Festivals and events
Brighton has an incredibly eclectic calander of festivals throughout the year, celebrating myriad different aspects of local life and the city's creative talents and interests.
Photo: Bodies in Urban Spaces, Brighton Festival 2010, Matthew Andrews
One of the UK's largest science events, with exhibitions, debates & performance at venues all over the city.
Winter gay festival with nine days of events across the city staged by businesses and community groups.
Marking the Spring Harvest, the Food & Drink festival is the showcase for local produce, restaurants, breweries and wine producers. Features The Big Sussex Market on New Road, the Champagne & Local Sparkling Wine Festival at Hotel du Vin and Brighton & Hove Restaurant Week.
This massive annual festival of arts & performance runs for three weeks and attracts over 300 hundreds of thousands of people to shows all over the city. The Festival started in 1967 and commissions a wide range of original work.
The largest open-access arts festival in England, the Fringe is the umbrella for an eclectic range of artistic expression. Anyone can put on a show practically anywhere, indoors or out. Expect creative improvisation and a measure of pyrotechnics Unmissable experience.
For four weekends, local artists exhibit their works in their own homes, as well as pubs and other non-traditional spaces. In 2010, over 240 venues hosted the work of over 1,300 artists and craftspeople. Check out the works and the artist’s home décor at the same time!

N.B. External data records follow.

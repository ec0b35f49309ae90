// Copyright (c) reifydb.com 2025
// This file is licensed under the AGPL-3.0-or-later

use reifydb_core::{Adapter, Cursor, Limit, Next, Result};
use reifydb_type::HKey;

use super::flatten::HKeyedCursor;

/// Which rows of the group `GroupScan` yields.
enum Mode {
	/// The entire group, in hkey order.
	Full,
	/// Opens at `from` (typically an hkey read out of a binding by the
	/// caller): `deep = true` yields the whole subtree rooted there,
	/// `deep = false` yields only its immediate children.
	Positional { from: HKey, deep: bool },
}

/// `groupScan_Default`: streams rows of a table in hkey order, as produced
/// by `Adapter::group_scan`, optionally restricted to a subtree and/or
/// capped by a [`Limit`].
pub struct GroupScan<'a, A: Adapter> {
	adapter: &'a A,
	table: u64,
	mode: Mode,
	limit: Limit,
	rows: Option<Box<dyn Iterator<Item = Result<(HKey, Vec<u8>)>> + 'a>>,
	produced: u64,
	current_hkey: Option<HKey>,
}

impl<'a, A: Adapter> GroupScan<'a, A> {
	pub fn new(adapter: &'a A, table: u64) -> Self {
		GroupScan { adapter, table, mode: Mode::Full, limit: Limit::NO_LIMIT, rows: None, produced: 0, current_hkey: None }
	}

	pub fn with_limit(adapter: &'a A, table: u64, limit: Limit) -> Self {
		GroupScan { adapter, table, mode: Mode::Full, limit, rows: None, produced: 0, current_hkey: None }
	}

	/// Opens positionally at `from`: `deep = true` for the whole subtree
	/// rooted there, `deep = false` for immediate children only.
	pub fn positional(adapter: &'a A, table: u64, from: HKey, deep: bool, limit: Limit) -> Self {
		GroupScan { adapter, table, mode: Mode::Positional { from, deep }, limit, rows: None, produced: 0, current_hkey: None }
	}
}

impl<'a, A: Adapter> Cursor for GroupScan<'a, A> {
	#[tracing::instrument(level = "trace", skip(self))]
	fn open(&mut self) -> Result<()> {
		let iter = self.adapter.group_scan(self.table)?;
		self.rows = Some(match &self.mode {
			Mode::Full => iter,
			Mode::Positional { from, deep } => {
				let from = from.clone();
				let deep = *deep;
				Box::new(iter.filter(move |row| match row {
					Ok((hkey, _)) => {
						if deep {
							hkey.is_descendant_of_or_equal(&from) && hkey != &from
						} else {
							hkey.depth() == from.depth() + 1 && hkey.is_descendant_of_or_equal(&from)
						}
					}
					Err(_) => true,
				}))
			}
		});
		Ok(())
	}

	fn next(&mut self) -> Result<Next> {
		if self.limit.is_reached(self.produced) {
			return Ok(Next::End);
		}
		let rows = self.rows.as_mut().expect("open must be called before next");
		match rows.next() {
			Some(Ok((hkey, row))) => {
				self.produced += 1;
				self.current_hkey = Some(hkey);
				Ok(Next::Row(row))
			}
			Some(Err(err)) => Err(err),
			None => Ok(Next::End),
		}
	}

	fn close(&mut self) -> Result<()> {
		self.rows = None;
		Ok(())
	}
}

impl<'a, A: Adapter> HKeyedCursor for GroupScan<'a, A> {
	fn current_hkey(&self) -> HKey {
		self.current_hkey.clone().expect("current_hkey called before the first successful next()")
	}
}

Convention and showcase music festival for up and coming bands. Live performance and serious debate on the music business. Over 300 new local and international artists playing dozens of local venues.
Photo: Turbowolf
Reflecting the city’s cultivation of creativity and free expression, Fashion Week
showcases the work of over 60 local and international up-and-coming designers. This series of shows, workshops, exhibitions and installations promotes the counterculture and a ‘dare to be you’ attitude. Endorsed by fashion ‘front rowers’ such as Karen Millen and Zoë Ball.
“Celebrating bikes and body power, demonstrating cyclists' vulnerability and protesting against the dominance of cars and the pollution they cause”. Brighton’s leg of the World Naked Bike Ride drew nearly 1,000 participants last year. The ride promotes cycling as a fun and environmentally positive alternative to driving. Don’t forget your sunblock! Photo: Jamie McCartney, Brighton Body Casting
The Carnival is “one big, loud and exciting day in celebration of everyone who makes up Brighton & Hove”. Masquerade, music and dance, costume and food.
Massive party in the park and parade celebrating LGBT communities in Brighton. Thousands come down from London for a weekend of partying in Preston Park that spills out later to the streets and clubs.
Local produce, international flavours. “A celebration of the best food and drink to be found in the city & wider Sussex, with producers, restaurants, pubs, bars, retailers, markets & great events.”
Europe's biggest extreme sports festival - on the beach! BMX, Skate, Mountain Board, Inline, Streetboard, Mtn Bike, Parkour, Street Dance, Martial Arts, and every crazy, gravity-defying sport you can imagine.
An opportunity for the public to buy art from the best local and national artists, including painters, printmakers, photographers and sculptors along with artist groups and Sussex-based galleries.
Five days of free music events across the city with nearly 20 venues showcasing 150 local bands.
All-night cultural festival to mark the end of British Summer Time. “A magical evening where things are not always quite as they seem.” Highly recommended.
“Courtship and marriage, religion and customs, living, dying and remembering, eating, drinking, revelry and the seasons – ‘ritual’ celebrated in music from antiquity to the present.”
A weekend of non-stop choral events in collaboration with Making Music South East. “Sing Brighton! is an initiative aimed at encouraging more singing in the region, and specifically the singing of high quality music that reflects European traditions over several hundreds of years.”
“A Lewes tradition going back many years that allows the people of the town to celebrate the ancient tradition of Bonfire.” The evening starts with a parade and costume competition followed by massive firework displays. Pagan, anti-catholic (an effigy of the Pope is burned), or an excuse for pyrotechnic mayhem? Imagine the Fallas fireworks fiesta of Valencia, but all in one night!
The annual Brighton Film Festival held at the historic Duke of York’s Picture House, the city’s only independent cinema.
Running for three weekends, the Christmas open house season follows the same format as the events in May. Local artists and craftspeople exhibit their works in their own homes, pubs and other non-traditional spaces. Great opportunity to find unique Christmas presents!
More pyrotechnics in December with the celebration of the winter equinox. “Burning the Clocks is an antidote to the excesses of the commercial Christmas. People gather to make paper and willow lanterns to carry through their city and burn on the beach as a token for the end of the year.” Family solstice parade followed by high quality fire show and fireworks for the whole city.